Young Vic bosses have described the “miraculous” process of bringing three scratch performances of Death of a Salesman to their stage with a day’s notice, with the main house turned “from a construction site” into an auditorium.
The theatre hosted the three performances after the collapse on November 6 of a section of the ceiling at the Piccadilly Theatre, where the play normally runs.
Artistic director Kwame Kwei-Armah and executive director Despina Tsatsas said in a statement: “Pulling off three scratch performances at the Young Vic over the weekend was nothing short of miraculous. On Thursday morning, when we first discussed the idea with the co-producers Elliott and Harper Productions and Cindy Tolan that perhaps the show could be brought home to the Young Vic for a few scratch performances, our main house was a construction site.

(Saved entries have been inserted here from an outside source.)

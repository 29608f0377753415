//! State schema and reducers.
//!
//! Every field of the shared state declares how writes to it are combined.
//! Nodes return partial states ("patches"); the executor folds the patches of
//! one superstep into the state through the field's [`Reducer`].
//!
//! ```text
//!            superstep N
//!   ┌──────────┐   ┌──────────┐   ┌──────────┐
//!   │ task A   │   │ task B   │   │ task C   │
//!   └────┬─────┘   └────┬─────┘   └────┬─────┘
//!        │ patch        │ patch        │ patch
//!        ▼              ▼              ▼
//!   ┌──────────────────────────────────────────┐
//!   │ StateSchema::merge_superstep             │
//!   │  overwrite          one writer only      │
//!   │  append-list        concatenate          │
//!   │  union-set          union, first seen    │
//!   │  keep-first-non-empty                    │
//!   └──────────────────────────────────────────┘
//! ```
//!
//! Fields with no declared reducer are overwrite fields. Two tasks of the same
//! superstep writing one overwrite field is a [`GraphError::ConcurrentWrite`],
//! so fan-out branches must confine themselves to mergeable fields.

use crate::error::GraphError;
use serde_json::{Map, Value};
use std::collections::{BTreeMap, HashMap};
use std::sync::Arc;
use thiserror::Error;

/// Errors raised by reducers
#[derive(Error, Debug)]
pub enum StateError {
    /// State or patch is not a JSON object
    #[error("Invalid state: {0}")]
    InvalidState(String),

    /// Reducer received values it cannot combine
    #[error("Reducer '{reducer}' failed on field '{field}': {reason}")]
    ReducerError {
        reducer: String,
        field: String,
        reason: String,
    },
}

pub type Result<T> = std::result::Result<T, StateError>;

/// Combines the current value of a field with an update
pub trait Reducer: Send + Sync {
    /// Merge `update` into `current` (which is `Null` when unset)
    fn reduce(&self, current: &Value, update: &Value) -> std::result::Result<Value, String>;

    /// Human-readable name
    fn name(&self) -> &str;

    /// Whether several tasks of one superstep may write the field
    fn is_mergeable(&self) -> bool {
        true
    }
}

/// Last writer wins. Forbidden under concurrent fan-out.
#[derive(Debug, Clone, Copy, Default)]
pub struct OverwriteReducer;

impl Reducer for OverwriteReducer {
    fn reduce(&self, _current: &Value, update: &Value) -> std::result::Result<Value, String> {
        Ok(update.clone())
    }

    fn name(&self) -> &str {
        "overwrite"
    }

    fn is_mergeable(&self) -> bool {
        false
    }
}

/// Appends list updates; a scalar update is pushed as one element
#[derive(Debug, Clone, Copy, Default)]
pub struct AppendListReducer;

impl Reducer for AppendListReducer {
    fn reduce(&self, current: &Value, update: &Value) -> std::result::Result<Value, String> {
        let mut result = match current {
            Value::Null => Vec::new(),
            Value::Array(items) => items.clone(),
            other => return Err(format!("current value is not a list: {other}")),
        };
        match update {
            Value::Null => {}
            Value::Array(items) => result.extend(items.iter().cloned()),
            single => result.push(single.clone()),
        }
        Ok(Value::Array(result))
    }

    fn name(&self) -> &str {
        "append-list"
    }
}

/// Set union over JSON lists, keeping first-seen order
#[derive(Debug, Clone, Copy, Default)]
pub struct UnionSetReducer;

impl Reducer for UnionSetReducer {
    fn reduce(&self, current: &Value, update: &Value) -> std::result::Result<Value, String> {
        let mut result: Vec<Value> = Vec::new();
        let incoming: Vec<&Value> = match (current, update) {
            (Value::Null | Value::Array(_), Value::Array(upd)) => upd.iter().collect(),
            (Value::Null | Value::Array(_), Value::Null) => Vec::new(),
            (Value::Null | Value::Array(_), single) => vec![single],
            (other, _) => return Err(format!("current value is not a set: {other}")),
        };
        if let Value::Array(items) = current {
            for item in items {
                if !result.contains(item) {
                    result.push(item.clone());
                }
            }
        }
        for item in incoming {
            if !result.contains(item) {
                result.push(item.clone());
            }
        }
        Ok(Value::Array(result))
    }

    fn name(&self) -> &str {
        "union-set"
    }
}

/// Keeps the first non-empty value ever written
#[derive(Debug, Clone, Copy, Default)]
pub struct KeepFirstNonEmptyReducer;

/// `null`, `""`, `[]` and `{}` count as empty
pub fn is_empty_value(value: &Value) -> bool {
    match value {
        Value::Null => true,
        Value::String(s) => s.is_empty(),
        Value::Array(items) => items.is_empty(),
        Value::Object(map) => map.is_empty(),
        _ => false,
    }
}

impl Reducer for KeepFirstNonEmptyReducer {
    fn reduce(&self, current: &Value, update: &Value) -> std::result::Result<Value, String> {
        if is_empty_value(current) {
            Ok(update.clone())
        } else {
            Ok(current.clone())
        }
    }

    fn name(&self) -> &str {
        "keep-first-non-empty"
    }
}

/// Per-field reducer table
#[derive(Clone, Default)]
pub struct StateSchema {
    fields: HashMap<String, Arc<dyn Reducer>>,
}

impl std::fmt::Debug for StateSchema {
    fn fmt(&self, f: &mut std::fmt::Formatter<'_>) -> std::fmt::Result {
        let fields: BTreeMap<&String, &str> =
            self.fields.iter().map(|(k, r)| (k, r.name())).collect();
        f.debug_struct("StateSchema").field("fields", &fields).finish()
    }
}

impl StateSchema {
    pub fn new() -> Self {
        Self::default()
    }

    /// Declare the reducer for a field
    pub fn add_field(&mut self, field: impl Into<String>, reducer: impl Reducer + 'static) {
        self.fields.insert(field.into(), Arc::new(reducer));
    }

    /// Reducer for a field, overwrite when undeclared
    pub fn reducer(&self, field: &str) -> &dyn Reducer {
        self.fields
            .get(field)
            .map(|r| r.as_ref())
            .unwrap_or(&OverwriteReducer)
    }

    /// Names of the declared fields
    pub fn fields(&self) -> Vec<String> {
        let mut fields: Vec<String> = self.fields.keys().cloned().collect();
        fields.sort();
        fields
    }

    /// Apply one patch written by a single writer
    pub fn apply(&self, state: &mut Value, update: &Value) -> Result<()> {
        if update.is_null() {
            return Ok(());
        }
        if state.is_null() {
            *state = Value::Object(Map::new());
        }
        let state_obj = state
            .as_object_mut()
            .ok_or_else(|| StateError::InvalidState("state must be an object".to_string()))?;
        let update_obj = update
            .as_object()
            .ok_or_else(|| StateError::InvalidState(format!("patch must be an object, got {update}")))?;

        for (field, update_value) in update_obj {
            let current = state_obj.get(field).cloned().unwrap_or(Value::Null);
            let reducer = self.reducer(field);
            let reduced = reducer
                .reduce(&current, update_value)
                .map_err(|reason| StateError::ReducerError {
                    reducer: reducer.name().to_string(),
                    field: field.clone(),
                    reason,
                })?;
            state_obj.insert(field.clone(), reduced);
        }
        Ok(())
    }

    /// Fold the patches of one superstep into `state`.
    ///
    /// `updates` pairs each patch with the task label that wrote it and must be
    /// in a deterministic task order. Fails when two tasks wrote the same
    /// overwrite field.
    pub fn merge_superstep(
        &self,
        state: &mut Value,
        updates: &[(String, Value)],
    ) -> std::result::Result<(), GraphError> {
        let mut writers: BTreeMap<&str, Vec<String>> = BTreeMap::new();
        for (task, update) in updates {
            if let Value::Object(map) = update {
                for field in map.keys() {
                    if !self.reducer(field).is_mergeable() {
                        writers.entry(field.as_str()).or_default().push(task.clone());
                    }
                }
            }
        }
        if let Some((field, tasks)) = writers.into_iter().find(|(_, tasks)| tasks.len() > 1) {
            return Err(GraphError::ConcurrentWrite {
                field: field.to_string(),
                writers: tasks,
            });
        }

        for (_, update) in updates {
            self.apply(state, update)?;
        }
        Ok(())
    }
}

/// Shallow overlay of `partial` on top of `base`, used for `Send` branches
pub fn overlay(base: &Value, partial: &Value) -> Value {
    let mut result = match base {
        Value::Object(map) => map.clone(),
        _ => Map::new(),
    };
    if let Value::Object(partial) = partial {
        for (key, value) in partial {
            result.insert(key.clone(), value.clone());
        }
    }
    Value::Object(result)
}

By Friday afternoon, we had an auditorium and a superb front-of-house team in place, minimal props, costume and set pieces brought over from the Piccadilly Theatre, and the full company, led by the phenomenal Wendell Pierce and Sharon D Clarke, who were all committed to continuing to tell this extraordinary story.”
They added that the performances “were probably as close you could get to seeing a show during its final rehearsal room run – something only a handful of people who work in theatre usually have the privilege to witness”.
“While nothing can ever compare to seeing this production in all its glory, with full costume, set and lighting design, there was undeniably a magical energy of its own kind created during these unique scratch performances. The spirit of coming together from the directors, co-producers, stage management team, and everyone at the Young Vic, to ensure that this show could continue, made it a weekend we will all remember for a very long time. We are immensely proud of all the people who worked tirelessly to make it happen – and we cannot thank them enough,” they said.
Introducing the first of the scratch performances on November 8, co-director Marianne Elliott said the stagings had their own “magic that nobody will ever see again”.
“The last rehearsal room run throughs are probably the greatest privilege I ever get in my working career – there is no set, no lighting and there are no costumes. I’ve often thought it’s a shame in a way nobody in ourselves get to see this as you really see actors at work then you really understand the craft there,” she said, adding: “So we are hoping tonight will have its own special magic that nobody will ever see again. What a play needs is an audience so it’s amazing that you are here.”